Activity: Scan the records for the string "least" and state how many lines contain it, using the number alone.

(Saved entries)
______

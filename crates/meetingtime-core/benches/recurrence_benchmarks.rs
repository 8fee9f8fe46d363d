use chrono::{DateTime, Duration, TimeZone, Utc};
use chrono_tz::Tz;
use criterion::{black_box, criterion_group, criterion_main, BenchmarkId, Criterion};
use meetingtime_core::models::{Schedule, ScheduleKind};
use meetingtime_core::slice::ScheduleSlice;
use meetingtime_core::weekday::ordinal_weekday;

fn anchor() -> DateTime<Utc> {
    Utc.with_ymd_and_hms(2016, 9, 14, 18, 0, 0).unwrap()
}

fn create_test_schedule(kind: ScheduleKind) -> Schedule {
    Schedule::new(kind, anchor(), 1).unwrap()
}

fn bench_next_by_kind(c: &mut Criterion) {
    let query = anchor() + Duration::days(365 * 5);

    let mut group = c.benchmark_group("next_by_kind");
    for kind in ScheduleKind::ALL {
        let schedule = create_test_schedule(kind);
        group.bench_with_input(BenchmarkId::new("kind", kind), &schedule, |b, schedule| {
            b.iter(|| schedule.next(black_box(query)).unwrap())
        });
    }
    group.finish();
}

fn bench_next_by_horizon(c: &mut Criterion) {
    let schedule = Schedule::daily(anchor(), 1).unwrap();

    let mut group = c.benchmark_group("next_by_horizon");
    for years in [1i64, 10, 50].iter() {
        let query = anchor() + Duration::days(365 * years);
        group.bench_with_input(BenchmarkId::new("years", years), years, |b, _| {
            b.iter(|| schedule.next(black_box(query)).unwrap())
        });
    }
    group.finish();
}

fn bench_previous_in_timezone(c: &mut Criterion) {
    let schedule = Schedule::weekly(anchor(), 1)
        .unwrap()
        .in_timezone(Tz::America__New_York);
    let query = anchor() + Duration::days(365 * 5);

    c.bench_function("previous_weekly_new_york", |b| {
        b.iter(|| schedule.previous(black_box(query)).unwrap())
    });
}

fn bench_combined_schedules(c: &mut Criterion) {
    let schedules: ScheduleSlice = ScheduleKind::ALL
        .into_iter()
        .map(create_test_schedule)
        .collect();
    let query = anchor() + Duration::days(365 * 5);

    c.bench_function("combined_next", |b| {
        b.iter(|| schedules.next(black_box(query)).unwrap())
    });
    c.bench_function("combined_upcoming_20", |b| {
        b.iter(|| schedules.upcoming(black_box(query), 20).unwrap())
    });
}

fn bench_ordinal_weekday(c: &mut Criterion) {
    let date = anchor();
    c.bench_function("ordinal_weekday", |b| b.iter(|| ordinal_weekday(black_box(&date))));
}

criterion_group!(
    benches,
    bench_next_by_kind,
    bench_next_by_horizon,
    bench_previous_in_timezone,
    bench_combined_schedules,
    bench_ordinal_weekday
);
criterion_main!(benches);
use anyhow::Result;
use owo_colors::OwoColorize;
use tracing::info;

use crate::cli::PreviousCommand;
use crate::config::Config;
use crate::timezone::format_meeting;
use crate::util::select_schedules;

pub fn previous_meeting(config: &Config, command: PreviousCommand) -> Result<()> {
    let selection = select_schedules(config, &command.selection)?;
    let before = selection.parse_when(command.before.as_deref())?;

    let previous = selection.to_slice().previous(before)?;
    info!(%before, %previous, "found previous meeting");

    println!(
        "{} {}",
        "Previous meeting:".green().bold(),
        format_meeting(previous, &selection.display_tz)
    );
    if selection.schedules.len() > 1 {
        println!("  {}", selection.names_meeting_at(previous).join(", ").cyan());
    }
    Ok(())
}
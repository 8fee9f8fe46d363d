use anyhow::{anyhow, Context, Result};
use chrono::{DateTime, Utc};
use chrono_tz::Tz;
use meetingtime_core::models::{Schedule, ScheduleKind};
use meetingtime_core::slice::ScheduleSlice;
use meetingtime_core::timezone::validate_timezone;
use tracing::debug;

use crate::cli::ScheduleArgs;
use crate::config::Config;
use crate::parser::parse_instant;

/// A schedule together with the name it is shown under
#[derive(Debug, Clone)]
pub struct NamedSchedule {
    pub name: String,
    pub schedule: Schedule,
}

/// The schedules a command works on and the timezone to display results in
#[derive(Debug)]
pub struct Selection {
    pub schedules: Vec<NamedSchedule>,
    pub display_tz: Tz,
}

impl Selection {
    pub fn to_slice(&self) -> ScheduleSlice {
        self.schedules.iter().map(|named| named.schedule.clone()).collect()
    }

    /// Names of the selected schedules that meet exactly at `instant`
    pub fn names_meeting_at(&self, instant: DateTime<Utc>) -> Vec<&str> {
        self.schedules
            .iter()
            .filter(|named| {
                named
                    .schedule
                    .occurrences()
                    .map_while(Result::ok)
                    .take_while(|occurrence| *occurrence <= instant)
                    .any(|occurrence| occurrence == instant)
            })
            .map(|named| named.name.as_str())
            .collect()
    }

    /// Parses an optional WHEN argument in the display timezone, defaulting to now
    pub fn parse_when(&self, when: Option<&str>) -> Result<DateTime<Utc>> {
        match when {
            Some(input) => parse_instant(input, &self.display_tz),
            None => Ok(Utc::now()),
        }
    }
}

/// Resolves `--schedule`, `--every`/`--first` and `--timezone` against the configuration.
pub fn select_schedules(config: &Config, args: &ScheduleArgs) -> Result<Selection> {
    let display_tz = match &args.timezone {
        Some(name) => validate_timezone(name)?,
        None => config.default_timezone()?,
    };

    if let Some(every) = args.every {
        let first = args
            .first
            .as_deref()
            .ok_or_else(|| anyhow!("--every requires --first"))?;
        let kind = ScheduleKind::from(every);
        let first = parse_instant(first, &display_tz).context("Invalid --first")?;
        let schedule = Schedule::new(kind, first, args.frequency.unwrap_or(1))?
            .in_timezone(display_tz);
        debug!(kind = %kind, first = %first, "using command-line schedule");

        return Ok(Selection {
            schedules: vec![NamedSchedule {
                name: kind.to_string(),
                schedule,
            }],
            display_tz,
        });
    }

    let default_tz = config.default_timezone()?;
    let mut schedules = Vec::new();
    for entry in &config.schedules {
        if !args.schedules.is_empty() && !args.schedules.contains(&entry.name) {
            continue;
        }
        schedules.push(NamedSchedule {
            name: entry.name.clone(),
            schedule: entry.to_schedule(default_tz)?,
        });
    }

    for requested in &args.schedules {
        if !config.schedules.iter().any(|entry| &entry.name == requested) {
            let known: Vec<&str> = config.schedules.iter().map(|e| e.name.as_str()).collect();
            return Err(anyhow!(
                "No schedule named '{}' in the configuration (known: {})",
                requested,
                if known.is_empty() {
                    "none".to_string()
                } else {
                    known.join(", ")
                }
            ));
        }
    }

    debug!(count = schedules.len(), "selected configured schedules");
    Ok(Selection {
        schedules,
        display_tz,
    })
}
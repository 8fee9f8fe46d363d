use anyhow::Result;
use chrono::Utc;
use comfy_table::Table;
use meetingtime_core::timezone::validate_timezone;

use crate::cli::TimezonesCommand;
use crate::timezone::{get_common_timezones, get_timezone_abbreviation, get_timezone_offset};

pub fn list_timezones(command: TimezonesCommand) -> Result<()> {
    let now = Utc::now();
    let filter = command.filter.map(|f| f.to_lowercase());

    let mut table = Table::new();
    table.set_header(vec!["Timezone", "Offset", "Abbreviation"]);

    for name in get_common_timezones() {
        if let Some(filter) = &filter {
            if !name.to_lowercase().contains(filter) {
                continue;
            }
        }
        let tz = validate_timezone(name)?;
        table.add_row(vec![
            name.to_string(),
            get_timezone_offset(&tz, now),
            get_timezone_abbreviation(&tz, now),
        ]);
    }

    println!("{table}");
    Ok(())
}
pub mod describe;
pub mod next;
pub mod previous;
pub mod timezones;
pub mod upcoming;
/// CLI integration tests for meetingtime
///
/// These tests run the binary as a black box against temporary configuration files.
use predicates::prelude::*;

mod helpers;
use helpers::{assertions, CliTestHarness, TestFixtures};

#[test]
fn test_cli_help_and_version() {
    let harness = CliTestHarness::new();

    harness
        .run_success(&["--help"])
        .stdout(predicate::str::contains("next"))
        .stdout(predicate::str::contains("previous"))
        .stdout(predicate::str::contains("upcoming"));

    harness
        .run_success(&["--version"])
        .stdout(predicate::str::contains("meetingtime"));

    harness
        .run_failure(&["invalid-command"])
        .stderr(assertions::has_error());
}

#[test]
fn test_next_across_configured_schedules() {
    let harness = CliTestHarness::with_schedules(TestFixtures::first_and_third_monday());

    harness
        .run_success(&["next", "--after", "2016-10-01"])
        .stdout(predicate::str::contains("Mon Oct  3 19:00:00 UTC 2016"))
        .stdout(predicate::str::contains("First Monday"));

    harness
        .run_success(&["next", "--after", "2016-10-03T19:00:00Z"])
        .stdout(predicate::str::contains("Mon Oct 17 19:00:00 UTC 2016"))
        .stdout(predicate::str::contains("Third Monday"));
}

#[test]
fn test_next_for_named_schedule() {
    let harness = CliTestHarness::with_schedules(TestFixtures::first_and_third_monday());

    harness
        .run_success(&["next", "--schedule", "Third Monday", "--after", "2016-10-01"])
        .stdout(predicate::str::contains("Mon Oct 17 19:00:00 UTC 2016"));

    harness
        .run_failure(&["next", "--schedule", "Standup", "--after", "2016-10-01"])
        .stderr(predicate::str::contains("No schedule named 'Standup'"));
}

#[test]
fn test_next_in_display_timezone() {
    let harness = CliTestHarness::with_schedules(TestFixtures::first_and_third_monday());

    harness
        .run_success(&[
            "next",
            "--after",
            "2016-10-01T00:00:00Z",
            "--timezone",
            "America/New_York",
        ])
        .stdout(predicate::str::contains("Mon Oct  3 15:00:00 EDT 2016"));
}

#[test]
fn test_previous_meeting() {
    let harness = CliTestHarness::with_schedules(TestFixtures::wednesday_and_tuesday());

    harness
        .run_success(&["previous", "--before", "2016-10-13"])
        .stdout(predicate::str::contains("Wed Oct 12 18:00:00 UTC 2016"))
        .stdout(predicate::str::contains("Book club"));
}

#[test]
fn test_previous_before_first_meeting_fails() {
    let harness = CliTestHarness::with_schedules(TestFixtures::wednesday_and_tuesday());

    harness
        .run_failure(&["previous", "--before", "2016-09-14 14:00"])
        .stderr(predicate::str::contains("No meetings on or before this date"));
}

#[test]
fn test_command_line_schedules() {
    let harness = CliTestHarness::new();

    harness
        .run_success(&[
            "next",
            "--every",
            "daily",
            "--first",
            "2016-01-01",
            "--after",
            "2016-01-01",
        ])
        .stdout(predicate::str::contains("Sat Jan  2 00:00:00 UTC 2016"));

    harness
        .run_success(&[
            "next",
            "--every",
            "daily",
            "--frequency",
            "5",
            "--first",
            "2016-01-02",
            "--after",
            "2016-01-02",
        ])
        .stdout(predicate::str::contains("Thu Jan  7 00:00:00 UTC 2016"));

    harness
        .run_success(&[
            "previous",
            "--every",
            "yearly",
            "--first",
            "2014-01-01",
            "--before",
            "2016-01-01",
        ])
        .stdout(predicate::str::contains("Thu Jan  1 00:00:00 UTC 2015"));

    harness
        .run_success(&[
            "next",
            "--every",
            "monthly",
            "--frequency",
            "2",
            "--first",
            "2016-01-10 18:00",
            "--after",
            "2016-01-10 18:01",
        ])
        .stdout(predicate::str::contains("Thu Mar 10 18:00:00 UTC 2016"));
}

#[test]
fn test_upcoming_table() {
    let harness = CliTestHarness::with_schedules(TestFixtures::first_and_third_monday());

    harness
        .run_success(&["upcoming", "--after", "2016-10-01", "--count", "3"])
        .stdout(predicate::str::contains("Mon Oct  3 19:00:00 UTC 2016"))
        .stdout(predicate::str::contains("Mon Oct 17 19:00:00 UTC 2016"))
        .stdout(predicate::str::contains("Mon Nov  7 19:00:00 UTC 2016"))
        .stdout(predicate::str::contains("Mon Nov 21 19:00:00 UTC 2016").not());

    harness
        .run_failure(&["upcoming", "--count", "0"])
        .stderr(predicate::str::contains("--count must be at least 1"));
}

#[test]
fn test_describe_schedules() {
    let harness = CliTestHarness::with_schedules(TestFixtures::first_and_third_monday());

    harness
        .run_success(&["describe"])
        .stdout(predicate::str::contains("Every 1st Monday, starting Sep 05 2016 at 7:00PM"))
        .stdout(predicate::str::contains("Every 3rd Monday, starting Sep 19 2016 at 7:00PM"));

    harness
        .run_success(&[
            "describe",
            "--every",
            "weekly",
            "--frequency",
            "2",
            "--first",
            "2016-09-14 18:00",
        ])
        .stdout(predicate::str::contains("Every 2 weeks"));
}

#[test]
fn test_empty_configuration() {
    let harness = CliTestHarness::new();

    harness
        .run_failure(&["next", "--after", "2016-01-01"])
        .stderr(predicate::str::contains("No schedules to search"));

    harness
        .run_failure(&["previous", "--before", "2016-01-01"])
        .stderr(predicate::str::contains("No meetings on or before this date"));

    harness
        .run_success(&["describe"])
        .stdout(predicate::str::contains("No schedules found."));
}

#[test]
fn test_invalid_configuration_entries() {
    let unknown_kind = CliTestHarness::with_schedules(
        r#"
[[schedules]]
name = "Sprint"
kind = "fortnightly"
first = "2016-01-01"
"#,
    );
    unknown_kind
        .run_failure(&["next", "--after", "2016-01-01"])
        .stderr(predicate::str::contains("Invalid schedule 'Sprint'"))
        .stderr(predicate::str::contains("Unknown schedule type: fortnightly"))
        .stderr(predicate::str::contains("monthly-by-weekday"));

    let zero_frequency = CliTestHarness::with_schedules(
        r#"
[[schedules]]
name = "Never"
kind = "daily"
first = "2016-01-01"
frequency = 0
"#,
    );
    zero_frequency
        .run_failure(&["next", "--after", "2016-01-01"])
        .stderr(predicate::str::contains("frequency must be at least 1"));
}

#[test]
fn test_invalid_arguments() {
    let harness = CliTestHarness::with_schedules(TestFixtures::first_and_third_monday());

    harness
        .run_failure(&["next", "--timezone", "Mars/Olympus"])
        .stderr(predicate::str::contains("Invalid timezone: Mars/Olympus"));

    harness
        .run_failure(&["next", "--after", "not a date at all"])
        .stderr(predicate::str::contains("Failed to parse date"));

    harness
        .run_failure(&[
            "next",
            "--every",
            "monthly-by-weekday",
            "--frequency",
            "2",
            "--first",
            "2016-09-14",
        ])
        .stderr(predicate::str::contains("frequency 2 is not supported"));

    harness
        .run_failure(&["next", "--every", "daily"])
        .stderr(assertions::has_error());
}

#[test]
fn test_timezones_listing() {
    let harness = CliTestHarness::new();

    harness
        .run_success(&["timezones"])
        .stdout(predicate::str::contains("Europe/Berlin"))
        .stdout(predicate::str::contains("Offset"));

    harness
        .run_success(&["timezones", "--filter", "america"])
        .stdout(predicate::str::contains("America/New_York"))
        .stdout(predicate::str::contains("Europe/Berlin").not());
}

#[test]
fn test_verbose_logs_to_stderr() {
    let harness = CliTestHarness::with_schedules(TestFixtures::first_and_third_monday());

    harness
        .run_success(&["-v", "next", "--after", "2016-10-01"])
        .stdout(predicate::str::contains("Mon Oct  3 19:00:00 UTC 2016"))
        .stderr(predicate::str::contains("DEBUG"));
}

______

Result of this task: 2